Wir stecken in einer dramatischen Energiekrise und wir hatten schon davor, in meinen Haushaltsreden wies ich wiederholt darauf hin, die mit Abstand höchsten Energiepreise in Europa. Eine immense Belastung für Bürger und Unternehmen, ein immenses Risiko für den Industriestandort Deutschland. Anstatt nun in einer derart außergewöhnlichen Situation alles zu unternehmen, um die Breite des Energieangebotes so groß wie möglich zu halten und alle zusätzlichen politischen Preistreiber einzudämmen, passiert leider das Gegenteil. Da werden zum Jahresende weitere ca. 7 Prozent des Stromangebotes mit der Abschaltung der drei letzten AKW vom Markt genommen, da sind erst zwei von geplanten ca. 10 Kohlemeilern aus der Netzreserve wieder im Betrieb, weil der Bund ihren Betrieb nur bis April zulassen will, was das Wiederanfahren für die Betreiber unwirtschaftlich macht. In der Folge wird das Übertragungsnetz immer instabiler. Damit wird im Oktober eine Erhöhung des Übertragungsnetzentgeltes von 3 auf 9 Cent/KWh wohl unvermeidlich sein. Zudem führt die Bundesnetzagentur aktuell eine Anhörung der Netzbetreiber durch mit dem Ziel, die Abschreibungsdauer für Gasnetze von bisher 40 bis 60 Jahren auf ca. 22 Jahre zu verkürzen, weil man um 2045 auch aus dem Gas aussteigen möchte. Die Folge wären weiter steigende Netzentgelte. Ein Teil der derzeitigen Verknappungen und Preisausschläge ist somit hausgemacht.

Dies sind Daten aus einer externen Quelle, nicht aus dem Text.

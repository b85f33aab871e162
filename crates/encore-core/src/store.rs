//! Row-store interface and an in-memory implementation.
//!
//! The hosted backend exposes named collections with equality / range
//! filters and a single ordering. [`RowStore`] is the narrow slice of that
//! API the dashboard uses; [`MemoryRowStore`] implements it over a seed file
//! for local runs and tests.

use crate::error::{EncoreError, Result};
use crate::row::{parse_timestamp, rows_from_value, Row};
use chrono::Utc;
use serde::{Deserialize, Serialize};
use serde_json::Value;
use std::cmp::Ordering;
use std::collections::BTreeMap;
use std::path::Path;
use std::sync::RwLock;

pub const NEWSLETTERS: &str = "newsletters";
pub const ISSUES: &str = "newsletter_issues";
pub const ANALYTICS: &str = "newsletter_analytics";
pub const SUBSCRIBERS: &str = "subscribers";
pub const ARTISTS: &str = "artists";
pub const PROFILES: &str = "user_profiles";
pub const SUBSCRIPTIONS: &str = "user_subscriptions";

pub const COLLECTIONS: &[&str] = &[
    NEWSLETTERS,
    ISSUES,
    ANALYTICS,
    SUBSCRIBERS,
    ARTISTS,
    PROFILES,
    SUBSCRIPTIONS,
];

// ---------------------------------------------------------------------------
// Query
// ---------------------------------------------------------------------------

#[derive(Debug, Clone, Copy, PartialEq, Eq, Serialize, Deserialize)]
#[serde(rename_all = "snake_case")]
pub enum FilterOp {
    Eq,
    Gte,
}

#[derive(Debug, Clone, PartialEq, Serialize, Deserialize)]
pub struct Filter {
    pub field: String,
    pub op: FilterOp,
    pub value: Value,
}

impl Filter {
    pub fn matches(&self, row: &Row) -> bool {
        let Some(actual) = row.get(&self.field) else {
            return false;
        };
        match self.op {
            FilterOp::Eq => actual == &self.value,
            FilterOp::Gte => compare_values(actual, &self.value) != Ordering::Less,
        }
    }
}

#[derive(Debug, Clone, PartialEq, Eq, Serialize, Deserialize)]
pub struct Order {
    pub field: String,
    pub ascending: bool,
}

#[derive(Debug, Clone, PartialEq, Serialize, Deserialize)]
pub struct Query {
    pub collection: String,
    #[serde(default)]
    pub filters: Vec<Filter>,
    #[serde(default)]
    pub order: Option<Order>,
    #[serde(default)]
    pub limit: Option<usize>,
}

impl Query {
    pub fn from(collection: impl Into<String>) -> Self {
        Self {
            collection: collection.into(),
            filters: Vec::new(),
            order: None,
            limit: None,
        }
    }

    pub fn eq(mut self, field: impl Into<String>, value: impl Into<Value>) -> Self {
        self.filters.push(Filter {
            field: field.into(),
            op: FilterOp::Eq,
            value: value.into(),
        });
        self
    }

    pub fn gte(mut self, field: impl Into<String>, value: impl Into<Value>) -> Self {
        self.filters.push(Filter {
            field: field.into(),
            op: FilterOp::Gte,
            value: value.into(),
        });
        self
    }

    pub fn order(mut self, field: impl Into<String>, ascending: bool) -> Self {
        self.order = Some(Order {
            field: field.into(),
            ascending,
        });
        self
    }

    pub fn limit(mut self, n: usize) -> Self {
        self.limit = Some(n);
        self
    }

    /// Apply filters, ordering and limit to an in-memory collection.
    /// Ordering is stable; rows missing the order field sort first
    /// ascending and last descending.
    pub fn run(&self, rows: &[Row]) -> Vec<Row> {
        let mut out: Vec<Row> = rows
            .iter()
            .filter(|r| self.filters.iter().all(|f| f.matches(r)))
            .cloned()
            .collect();
        if let Some(order) = &self.order {
            out.sort_by(|a, b| {
                let ord = compare_opt(a.get(&order.field), b.get(&order.field));
                if order.ascending {
                    ord
                } else {
                    ord.reverse()
                }
            });
        }
        if let Some(limit) = self.limit {
            out.truncate(limit);
        }
        out
    }
}

fn compare_opt(a: Option<&Value>, b: Option<&Value>) -> Ordering {
    match (a, b) {
        (Some(a), Some(b)) => compare_values(a, b),
        (None, Some(_)) => Ordering::Less,
        (Some(_), None) => Ordering::Greater,
        (None, None) => Ordering::Equal,
    }
}

/// Numbers compare numerically, timestamp strings chronologically, other
/// strings lexically. Mixed kinds order null < bool < number < string.
pub fn compare_values(a: &Value, b: &Value) -> Ordering {
    match (a, b) {
        (Value::Number(x), Value::Number(y)) => {
            let (x, y) = (x.as_f64().unwrap_or(0.0), y.as_f64().unwrap_or(0.0));
            x.partial_cmp(&y).unwrap_or(Ordering::Equal)
        }
        (Value::String(x), Value::String(y)) => match (parse_timestamp(x), parse_timestamp(y)) {
            (Some(tx), Some(ty)) => tx.cmp(&ty),
            _ => x.cmp(y),
        },
        (Value::Bool(x), Value::Bool(y)) => x.cmp(y),
        _ => kind_rank(a).cmp(&kind_rank(b)),
    }
}

fn kind_rank(v: &Value) -> u8 {
    match v {
        Value::Null => 0,
        Value::Bool(_) => 1,
        Value::Number(_) => 2,
        Value::String(_) => 3,
        Value::Array(_) => 4,
        Value::Object(_) => 5,
    }
}

// ---------------------------------------------------------------------------
// RowStore
// ---------------------------------------------------------------------------

pub trait RowStore: Send + Sync {
    fn query(&self, query: &Query) -> Result<Vec<Row>>;

    /// Insert `row`, returning it as stored (with any generated fields).
    fn insert(&self, collection: &str, row: Row) -> Result<Row>;

    /// Merge `changes` into the row with `id`, returning the updated row.
    fn update(&self, collection: &str, id: &str, changes: &Row) -> Result<Row>;

    fn delete(&self, collection: &str, id: &str) -> Result<()>;

    /// First row matching `query`, if any.
    fn find_one(&self, query: &Query) -> Result<Option<Row>> {
        let q = query.clone().limit(1);
        Ok(self.query(&q)?.into_iter().next())
    }
}

// ---------------------------------------------------------------------------
// MemoryRowStore
// ---------------------------------------------------------------------------

#[derive(Debug)]
pub struct MemoryRowStore {
    collections: RwLock<BTreeMap<String, Vec<Row>>>,
}

impl Default for MemoryRowStore {
    fn default() -> Self {
        Self::new()
    }
}

impl MemoryRowStore {
    /// Empty store with every standard collection present.
    pub fn new() -> Self {
        let collections = COLLECTIONS
            .iter()
            .map(|c| (c.to_string(), Vec::new()))
            .collect();
        Self {
            collections: RwLock::new(collections),
        }
    }

    /// Build from a mapping of collection name to an array of rows. Unknown
    /// collection names are added alongside the standard ones.
    pub fn from_seed(seed: Value) -> Result<Self> {
        let store = Self::new();
        let Value::Object(map) = seed else {
            return Err(EncoreError::Store(
                "seed must be a mapping of collection name to rows".to_string(),
            ));
        };
        {
            let mut collections = store.write()?;
            for (name, rows) in map {
                collections.insert(name, rows_from_value(rows));
            }
        }
        Ok(store)
    }

    /// Load a YAML or JSON seed file.
    pub fn load_seed(path: &Path) -> Result<Self> {
        let data = std::fs::read_to_string(path)?;
        let seed: Value = serde_yaml::from_str(&data)?;
        let store = Self::from_seed(seed)?;
        tracing::debug!(path = %path.display(), "loaded row store seed");
        Ok(store)
    }

    pub fn len(&self, collection: &str) -> usize {
        self.read()
            .map(|c| c.get(collection).map_or(0, Vec::len))
            .unwrap_or(0)
    }

    fn read(&self) -> Result<std::sync::RwLockReadGuard<'_, BTreeMap<String, Vec<Row>>>> {
        self.collections
            .read()
            .map_err(|_| EncoreError::Store("row store lock poisoned".to_string()))
    }

    fn write(&self) -> Result<std::sync::RwLockWriteGuard<'_, BTreeMap<String, Vec<Row>>>> {
        self.collections
            .write()
            .map_err(|_| EncoreError::Store("row store lock poisoned".to_string()))
    }
}

impl RowStore for MemoryRowStore {
    fn query(&self, query: &Query) -> Result<Vec<Row>> {
        let collections = self.read()?;
        let rows = collections
            .get(&query.collection)
            .ok_or_else(|| EncoreError::CollectionNotFound(query.collection.clone()))?;
        Ok(query.run(rows))
    }

    fn insert(&self, collection: &str, mut row: Row) -> Result<Row> {
        let mut collections = self.write()?;
        let rows = collections
            .get_mut(collection)
            .ok_or_else(|| EncoreError::CollectionNotFound(collection.to_string()))?;

        let id = match row.id() {
            Some(id) => id,
            None => {
                let id = uuid::Uuid::new_v4().to_string();
                row.set("id", id.clone());
                id
            }
        };
        if rows.iter().any(|r| r.id().as_deref() == Some(id.as_str())) {
            return Err(EncoreError::RowExists {
                collection: collection.to_string(),
                id,
            });
        }
        if row.get("created_at").is_none() {
            row.set("created_at", Utc::now().to_rfc3339());
        }
        rows.push(row.clone());
        Ok(row)
    }

    fn update(&self, collection: &str, id: &str, changes: &Row) -> Result<Row> {
        let mut collections = self.write()?;
        let rows = collections
            .get_mut(collection)
            .ok_or_else(|| EncoreError::CollectionNotFound(collection.to_string()))?;
        let row = rows
            .iter_mut()
            .find(|r| r.id().as_deref() == Some(id))
            .ok_or_else(|| EncoreError::RowNotFound {
                collection: collection.to_string(),
                id: id.to_string(),
            })?;
        let mut changes = changes.clone();
        changes.remove("id");
        row.merge(&changes);
        Ok(row.clone())
    }

    fn delete(&self, collection: &str, id: &str) -> Result<()> {
        let mut collections = self.write()?;
        let rows = collections
            .get_mut(collection)
            .ok_or_else(|| EncoreError::CollectionNotFound(collection.to_string()))?;
        let before = rows.len();
        rows.retain(|r| r.id().as_deref() != Some(id));
        if rows.len() == before {
            return Err(EncoreError::RowNotFound {
                collection: collection.to_string(),
                id: id.to_string(),
            });
        }
        Ok(())
    }
}

// ---------------------------------------------------------------------------
// Tests
// ---------------------------------------------------------------------------

#[cfg(test)]
mod tests {
    use super::*;
    use serde_json::json;
    use tempfile::TempDir;

    fn seeded() -> MemoryRowStore {
        MemoryRowStore::from_seed(json!({
            "newsletters": [
                { "id": "voltage", "name": "VOLTAGE", "is_active": true },
                { "id": "pulse", "name": "PULSE", "is_active": false },
                { "id": "storyteller", "name": "STORYTELLER", "is_active": true }
            ],
            "newsletter_issues": [
                { "id": "i1", "status": "sent", "sent_at": "2025-07-01T06:00:00Z" },
                { "id": "i2", "status": "draft" },
                { "id": "i3", "status": "sent", "sent_at": "2025-07-29T06:00:00Z" }
            ]
        }))
        .unwrap()
    }

    #[test]
    fn query_orders_by_name() {
        let store = seeded();
        let rows = store
            .query(&Query::from(NEWSLETTERS).order("name", true))
            .unwrap();
        let names: Vec<_> = rows.iter().filter_map(|r| r.str_field("name")).collect();
        assert_eq!(names, vec!["PULSE", "STORYTELLER", "VOLTAGE"]);
    }

    #[test]
    fn query_filters_eq_and_gte() {
        let store = seeded();
        let rows = store
            .query(
                &Query::from(ISSUES)
                    .eq("status", "sent")
                    .gte("sent_at", "2025-07-15T00:00:00Z")
                    .order("sent_at", false),
            )
            .unwrap();
        assert_eq!(rows.len(), 1);
        assert_eq!(rows[0].id().as_deref(), Some("i3"));
    }

    #[test]
    fn unknown_collection_is_an_error() {
        let store = MemoryRowStore::new();
        let err = store.query(&Query::from("playlists")).unwrap_err();
        assert!(matches!(err, EncoreError::CollectionNotFound(_)));
    }

    #[test]
    fn insert_generates_id_and_created_at() {
        let store = MemoryRowStore::new();
        let row = store
            .insert(SUBSCRIBERS, Row::new().with("email", "fan@example.com"))
            .unwrap();
        assert!(row.id().is_some());
        assert!(row.timestamp("created_at").is_some());
        assert_eq!(store.len(SUBSCRIBERS), 1);
    }

    #[test]
    fn insert_rejects_duplicate_id() {
        let store = seeded();
        let err = store
            .insert(NEWSLETTERS, Row::new().with("id", "pulse"))
            .unwrap_err();
        assert!(matches!(err, EncoreError::RowExists { .. }));
    }

    #[test]
    fn update_merges_without_changing_id() {
        let store = seeded();
        let row = store
            .update(
                NEWSLETTERS,
                "pulse",
                &Row::new().with("is_active", true).with("id", "hijack"),
            )
            .unwrap();
        assert_eq!(row.id().as_deref(), Some("pulse"));
        assert_eq!(row.bool_field("is_active"), Some(true));
    }

    #[test]
    fn delete_missing_row_is_not_found() {
        let store = seeded();
        store.delete(NEWSLETTERS, "pulse").unwrap();
        let err = store.delete(NEWSLETTERS, "pulse").unwrap_err();
        assert!(matches!(err, EncoreError::RowNotFound { .. }));
    }

    #[test]
    fn find_one_returns_first_match() {
        let store = seeded();
        let row = store
            .find_one(&Query::from(NEWSLETTERS).eq("is_active", true))
            .unwrap()
            .unwrap();
        assert_eq!(row.id().as_deref(), Some("voltage"));
    }

    #[test]
    fn load_seed_keeps_extra_collections() {
        let dir = TempDir::new().unwrap();
        let path = dir.path().join("seed.yaml");
        std::fs::write(
            &path,
            "newsletters:\n  - id: pulse\n    name: PULSE\nsubscription_plans:\n  - id: premium\n    price: 9\n",
        )
        .unwrap();
        let loaded = MemoryRowStore::load_seed(&path).unwrap();
        assert_eq!(loaded.len(NEWSLETTERS), 1);
        assert_eq!(loaded.len(ISSUES), 0);
        assert_eq!(loaded.len("subscription_plans"), 1);
    }

    #[test]
    fn seed_must_be_mapping() {
        assert!(MemoryRowStore::from_seed(json!([1, 2])).is_err());
    }
}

Anstatt also der Energiekrise mit Marktmechanismen entgegenzutreten und damit an der Wurzel anzusetzen, setzt man weitgehend einseitig auf die Bekämpfung der Folgen. Dies erfordert einen immer größeren Einsatz von Steuermitteln. Dies wird sicher früher oder später zum erneuten Aussetzen der Schuldenbremse führen und damit zum weiteren Gelddrucken zu Lasten zukünftiger Generationen. In der Folge wird die Inflation nicht eingedämmt, sondern weiter befördert.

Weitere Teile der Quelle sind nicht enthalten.